#### [Exercise requirements]
Take each line in the entries below that holds "expected" and show it.

#### [Stored items]
────────────────────────────────────────
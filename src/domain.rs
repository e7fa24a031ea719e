//! Core data types shared across modules

use serde::{Deserialize, Serialize};

/// Name of the CLI app and the command that invokes it.
pub const APP_NAME: &str = "pal";

/// Private state directory inside a project (database lives here).
pub const APP_DIR: &str = ".pal";

/// Project configuration file name.
pub const CONFIG_FILE_NAME: &str = "pal.toml";

/// Per-directory ignore rule file.
pub const RULE_FILE_NAME: &str = ".gitignore";

/// A text file from the project directory that is sent to the model as context.
#[derive(Debug, Clone, PartialEq, Eq)]
pub struct Document {
    /// Path relative to the project root, always `/`-separated.
    pub path: String,
    pub content: String,
}

/// Counters collected while scanning a project.
///
/// Skips are expected filtering outcomes; the counters only describe them.
#[derive(Debug, Clone, Default, PartialEq, Eq)]
pub struct ScanStats {
    pub entries_visited: usize,
    pub files_included: usize,
    pub files_skipped_pattern: usize,
    pub files_skipped_size: usize,
    pub files_skipped_encoding: usize,
    pub dirs_pruned: usize,
    pub rule_files_loaded: usize,
    pub bytes_included: u64,
}

impl ScanStats {
    pub fn files_skipped(&self) -> usize {
        self.files_skipped_pattern + self.files_skipped_size + self.files_skipped_encoding
    }
}

/// Author of a chat message.
#[derive(Debug, Clone, Copy, PartialEq, Eq, Serialize, Deserialize)]
#[serde(rename_all = "lowercase")]
pub enum Role {
    User,
    Assistant,
}

impl Role {
    pub fn as_str(&self) -> &'static str {
        match self {
            Self::User => "user",
            Self::Assistant => "assistant",
        }
    }

    pub fn parse(value: &str) -> Option<Self> {
        match value {
            "user" => Some(Self::User),
            "assistant" => Some(Self::Assistant),
            _ => None,
        }
    }
}

/// One turn of a conversation as sent to a provider.
#[derive(Debug, Clone, PartialEq, Eq, Serialize)]
pub struct Message {
    pub role: Role,
    pub content: String,
}

impl Message {
    pub fn user(content: impl Into<String>) -> Self {
        Self { role: Role::User, content: content.into() }
    }

    pub fn assistant(content: impl Into<String>) -> Self {
        Self { role: Role::Assistant, content: content.into() }
    }
}

/// Supported LLM providers.
#[derive(Debug, Clone, Copy, PartialEq, Eq)]
pub enum ProviderKind {
    Openai,
    Anthropic,
    Testing,
}

impl ProviderKind {
    pub const SUPPORTED: &'static [&'static str] = &["openai", "anthropic", "testing"];

    pub fn parse(value: &str) -> Option<Self> {
        match value {
            "openai" => Some(Self::Openai),
            "anthropic" => Some(Self::Anthropic),
            "testing" => Some(Self::Testing),
            _ => None,
        }
    }

    pub fn as_str(&self) -> &'static str {
        match self {
            Self::Openai => "openai",
            Self::Anthropic => "anthropic",
            Self::Testing => "testing",
        }
    }
}

/// Provider credentials and model selection.
#[derive(Debug, Clone, Default, PartialEq, Eq, Serialize, Deserialize)]
#[serde(default, rename_all = "kebab-case")]
pub struct ProviderSettings {
    #[serde(skip_serializing_if = "String::is_empty")]
    pub api_key_env: String,
    #[serde(skip_serializing_if = "String::is_empty")]
    pub model: String,
}

impl ProviderSettings {
    pub fn is_empty(&self) -> bool {
        self.api_key_env.is_empty() && self.model.is_empty()
    }
}

/// Options read from `pal.toml`.
///
/// Every field is optional in the file; unset values are filled from
/// [`Config::default`] by [`crate::config::resolve_config`]. Sentinel values
/// (`""`, `0`) mean "not set", matching how the file is merged.
#[derive(Debug, Clone, PartialEq, Eq, Serialize, Deserialize)]
#[serde(default = "Config::empty", rename_all = "kebab-case")]
pub struct Config {
    /// `openai`, `anthropic` or `testing`. Validated on resolution.
    #[serde(skip_serializing_if = "String::is_empty")]
    pub provider: String,

    /// Sent with every request, followed by the context string.
    #[serde(skip_serializing_if = "String::is_empty")]
    pub system_message: String,

    /// Additional gitignore patterns excluded from the context.
    pub exclude: Option<Vec<String>>,

    /// Maximum length of the full context string, in characters.
    #[serde(skip_serializing_if = "is_zero_usize")]
    pub max_context_length: usize,

    /// Files above this size are ignored, e.g. `20KB`.
    #[serde(skip_serializing_if = "String::is_empty")]
    pub max_file_size: String,

    /// Conversations beyond this count are pruned; `-1` disables pruning.
    #[serde(skip_serializing_if = "is_zero_i64")]
    pub max_conversation_history: i64,

    #[serde(skip_serializing_if = "ProviderSettings::is_empty")]
    pub openai: ProviderSettings,

    #[serde(skip_serializing_if = "ProviderSettings::is_empty")]
    pub anthropic: ProviderSettings,
}

impl Default for Config {
    fn default() -> Self {
        Self {
            provider: ProviderKind::Openai.as_str().to_string(),
            system_message: DEFAULT_SYSTEM_MESSAGE.to_string(),
            exclude: Some(vec![CONFIG_FILE_NAME.to_string()]),
            max_context_length: 100_000,
            max_file_size: "20KB".to_string(),
            max_conversation_history: 100,
            openai: ProviderSettings {
                api_key_env: "OPENAI_API_KEY".to_string(),
                model: "gpt-4o-mini".to_string(),
            },
            anthropic: ProviderSettings {
                api_key_env: "ANTHROPIC_API_KEY".to_string(),
                model: "claude-3-5-haiku-latest".to_string(),
            },
        }
    }
}

impl Config {
    /// An all-unset config, the starting point for a parsed user file.
    pub fn empty() -> Self {
        Self {
            provider: String::new(),
            system_message: String::new(),
            exclude: None,
            max_context_length: 0,
            max_file_size: String::new(),
            max_conversation_history: 0,
            openai: ProviderSettings::default(),
            anthropic: ProviderSettings::default(),
        }
    }

    /// Extra exclude patterns, empty when none are configured.
    pub fn exclude_patterns(&self) -> &[String] {
        self.exclude.as_deref().unwrap_or(&[])
    }
}

fn is_zero_usize(value: &usize) -> bool {
    *value == 0
}

fn is_zero_i64(value: &i64) -> bool {
    *value == 0
}

pub const DEFAULT_SYSTEM_MESSAGE: &str = "\
You are an assistant helping a developer understand and work on their software project.
The contents of the project's text files are provided below, each wrapped in a <document>
element with its relative path in <source> and its full text in <document_content>.
Base your answers on these documents. Refer to files by their relative paths. When the
documents do not contain enough information to answer, say so instead of guessing.";
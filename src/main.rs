use anyhow::Result;

fn main() -> Result<()> {
    pal::cli::run()
}
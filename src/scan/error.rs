//! Scan failures.

use std::io;
use std::path::PathBuf;
use thiserror::Error;

/// Errors that abort a scan. Filtering outcomes (size, encoding, ignore
/// rules) are never errors.
#[derive(Debug, Error)]
pub enum ScanError {
    #[error("Cannot read project root {}: {source}", path.display())]
    Root {
        path: PathBuf,
        #[source]
        source: io::Error,
    },

    #[error("Failed reading {}: {source}", path.display())]
    Io {
        path: PathBuf,
        #[source]
        source: io::Error,
    },

    #[error(transparent)]
    Walk(#[from] walkdir::Error),
}

impl ScanError {
    pub(crate) fn io(path: impl Into<PathBuf>, source: io::Error) -> Self {
        ScanError::Io { path: path.into(), source }
    }
}
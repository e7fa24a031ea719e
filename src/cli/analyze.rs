//! Analyze command implementation

use anyhow::Result;
use std::path::Path;

use super::utils::collect_project;
use crate::render::assemble_context;
use crate::utils::format_with_commas;

const LARGEST_SHOWN: usize = 15;

/// Report what would be sent to the model, to help estimate token usage.
pub fn run(project_path: &Path) -> Result<()> {
    let project = collect_project(project_path)?;
    let context = assemble_context(&project.documents);
    let context_chars = context.chars().count() as u64;
    let stats = &project.stats;

    println!("Number of documents that would be included in the context:");
    println!("  {}\n", format_with_commas(project.documents.len() as u64));

    println!("Full context string length:");
    println!(
        "  {} characters (limit {})\n",
        format_with_commas(context_chars),
        format_with_commas(project.config.max_context_length as u64)
    );

    println!("Statistics:");
    println!("  Entries visited: {}", stats.entries_visited);
    println!("  Files skipped (ignore rules): {}", stats.files_skipped_pattern);
    println!("  Files skipped (size): {}", stats.files_skipped_size);
    println!("  Files skipped (not text): {}", stats.files_skipped_encoding);
    println!("  Directories pruned: {}", stats.dirs_pruned);
    println!("  Rule files loaded: {}", stats.rule_files_loaded);
    println!("  Total bytes: {}\n", format_with_commas(stats.bytes_included));

    let mut largest: Vec<_> = project.documents.iter().collect();
    largest.sort_by(|a, b| b.content.len().cmp(&a.content.len()).then_with(|| a.path.cmp(&b.path)));

    println!("Fifteen largest documents:");
    for doc in largest.iter().take(LARGEST_SHOWN) {
        println!("  {}", doc.path);
    }

    Ok(())
}
//! Merge user overrides over defaults and validate the result

use super::loader::load_config;
use super::size::parse_size;
use crate::domain::{Config, ProviderKind};
use anyhow::{bail, Context, Result};
use std::path::Path;

/// Apply every set value in `overrides` on top of [`Config::default`] and
/// validate the result.
///
/// `exclude` replaces the defaults whenever it is present, even when empty.
/// `max-context-length` counts only when positive and
/// `max-conversation-history` only when non-zero.
pub fn resolve_config(overrides: &Config) -> Result<Config> {
    let mut conf = Config::default();

    if !overrides.system_message.is_empty() {
        conf.system_message = overrides.system_message.clone();
    }
    if let Some(exclude) = &overrides.exclude {
        conf.exclude = Some(exclude.clone());
    }
    if !overrides.provider.is_empty() {
        conf.provider = overrides.provider.clone();
    }
    if overrides.max_context_length > 0 {
        conf.max_context_length = overrides.max_context_length;
    }
    if !overrides.max_file_size.is_empty() {
        conf.max_file_size = overrides.max_file_size.clone();
    }
    if !overrides.openai.api_key_env.is_empty() {
        conf.openai.api_key_env = overrides.openai.api_key_env.clone();
    }
    if !overrides.openai.model.is_empty() {
        conf.openai.model = overrides.openai.model.clone();
    }
    if !overrides.anthropic.api_key_env.is_empty() {
        conf.anthropic.api_key_env = overrides.anthropic.api_key_env.clone();
    }
    if !overrides.anthropic.model.is_empty() {
        conf.anthropic.model = overrides.anthropic.model.clone();
    }
    if overrides.max_conversation_history != 0 {
        conf.max_conversation_history = overrides.max_conversation_history;
    }

    validate(&conf).context("The config is invalid.")?;
    Ok(conf)
}

/// Load `pal.toml` from the project and resolve it.
pub fn resolve_project_config(project_root: &Path) -> Result<Config> {
    let user = load_config(project_root)?;
    resolve_config(&user)
}

/// Report every problem at once rather than stopping at the first.
fn validate(conf: &Config) -> Result<()> {
    let mut problems = Vec::new();

    if ProviderKind::parse(&conf.provider).is_none() {
        problems.push(format!(
            "{:?} is not a supported value for \"provider\" (expected one of: {}).",
            conf.provider,
            ProviderKind::SUPPORTED.join(", ")
        ));
    }
    if conf.system_message.trim().is_empty() {
        problems.push("Missing \"system-message\" configuration value.".to_string());
    }
    if parse_size(&conf.max_file_size).is_err() {
        problems.push(format!(
            "Incorrect string representation of bytes for \"max-file-size\": {:?}.",
            conf.max_file_size
        ));
    }

    if !problems.is_empty() {
        bail!(problems.join("\n"));
    }
    Ok(())
}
────────────────────────────────────────
#### [Solution to the exercise]
/// Skips are expected filtering outcomes; the counters only describe them.
            "{:?} is not a supported value for \"provider\" (expected one of: {}).",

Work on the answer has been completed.